For each line of the data below, copy it if it holds the word "stages".

**Stored data entries:**
·····
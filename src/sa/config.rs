//! Adaptive SA configuration.

use crate::error::ConfigurationError;

/// Configuration for [`AdaptiveSimulatedAnnealing`](super::AdaptiveSimulatedAnnealing).
///
/// The iteration budget is split into temperature stages:
///
/// ```text
/// stages = total_iterations / (iterations_per_temperature
///                              * iterations_per_range_adjust
///                              * continuous_dimension)
/// ```
///
/// and the temperature is multiplied by `(end / start)^(1 / stages)` after
/// each stage, so it reaches `end_temperature` after the last one.
///
/// # Examples
///
/// ```
/// use u_island::sa::AnnealingConfig;
///
/// let config = AnnealingConfig::default()
///     .with_total_iterations(1000)
///     .with_temperatures(10.0, 0.1)
///     .with_iterations_per_temperature(2)
///     .with_iterations_per_range_adjust(5)
///     .with_initial_step_range(0.5);
/// assert!(config.validate().is_ok());
/// ```
#[derive(Debug, Clone, PartialEq)]
#[cfg_attr(feature = "serde", derive(serde::Serialize, serde::Deserialize))]
pub struct AnnealingConfig {
    /// Total number of proposals the budget allows.
    pub total_iterations: usize,

    /// Temperature of the first stage. Must exceed `end_temperature`.
    pub start_temperature: f64,

    /// Temperature reached after the last stage. Must be positive.
    pub end_temperature: f64,

    /// Step-size adjustments per temperature stage.
    pub iterations_per_temperature: usize,

    /// Sweeps over the continuous components between step-size adjustments.
    pub iterations_per_range_adjust: usize,

    /// Initial (and maximum) step size as a fraction of each component's
    /// bound width. In `[0, 1]`.
    pub initial_step_range: f64,
}

impl Default for AnnealingConfig {
    fn default() -> Self {
        Self {
            total_iterations: 10_000,
            start_temperature: 10.0,
            end_temperature: 0.1,
            iterations_per_temperature: 1,
            iterations_per_range_adjust: 1,
            initial_step_range: 1.0,
        }
    }
}

impl AnnealingConfig {
    pub fn with_total_iterations(mut self, n: usize) -> Self {
        self.total_iterations = n;
        self
    }

    pub fn with_temperatures(mut self, start: f64, end: f64) -> Self {
        self.start_temperature = start;
        self.end_temperature = end;
        self
    }

    pub fn with_iterations_per_temperature(mut self, n: usize) -> Self {
        self.iterations_per_temperature = n;
        self
    }

    pub fn with_iterations_per_range_adjust(mut self, n: usize) -> Self {
        self.iterations_per_range_adjust = n;
        self
    }

    pub fn with_initial_step_range(mut self, range: f64) -> Self {
        self.initial_step_range = range;
        self
    }

    /// Proposals needed for one temperature stage on a problem with
    /// `continuous` continuous components. Saturates on overflow.
    pub fn iterations_per_stage(&self, continuous: usize) -> usize {
        self.iterations_per_temperature
            .saturating_mul(self.iterations_per_range_adjust)
            .saturating_mul(continuous)
    }

    /// Number of temperature stages the budget affords; zero if it affords
    /// none.
    pub fn stages(&self, continuous: usize) -> usize {
        match self.iterations_per_stage(continuous) {
            0 => 0,
            per_stage => self.total_iterations / per_stage,
        }
    }

    /// Validates the configuration.
    pub fn validate(&self) -> Result<(), ConfigurationError> {
        if self.total_iterations == 0 {
            return Err(ConfigurationError::NoIterations);
        }
        let (start, end) = (self.start_temperature, self.end_temperature);
        if !(end > 0.0 && start > end) {
            return Err(ConfigurationError::Temperatures { start, end });
        }
        if !(0.0..=1.0).contains(&self.initial_step_range) {
            return Err(ConfigurationError::StepRange(self.initial_step_range));
        }
        Ok(())
    }
}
·····
**ANSWER SPACE:**
/// The iteration budget is split into temperature stages:
/// stages = total_iterations / (iterations_per_temperature
/// and the temperature is multiplied by `(end / start)^(1 / stages)` after
    /// Number of temperature stages the budget affords; zero if it affords
    pub fn stages(&self, continuous: usize) -> usize {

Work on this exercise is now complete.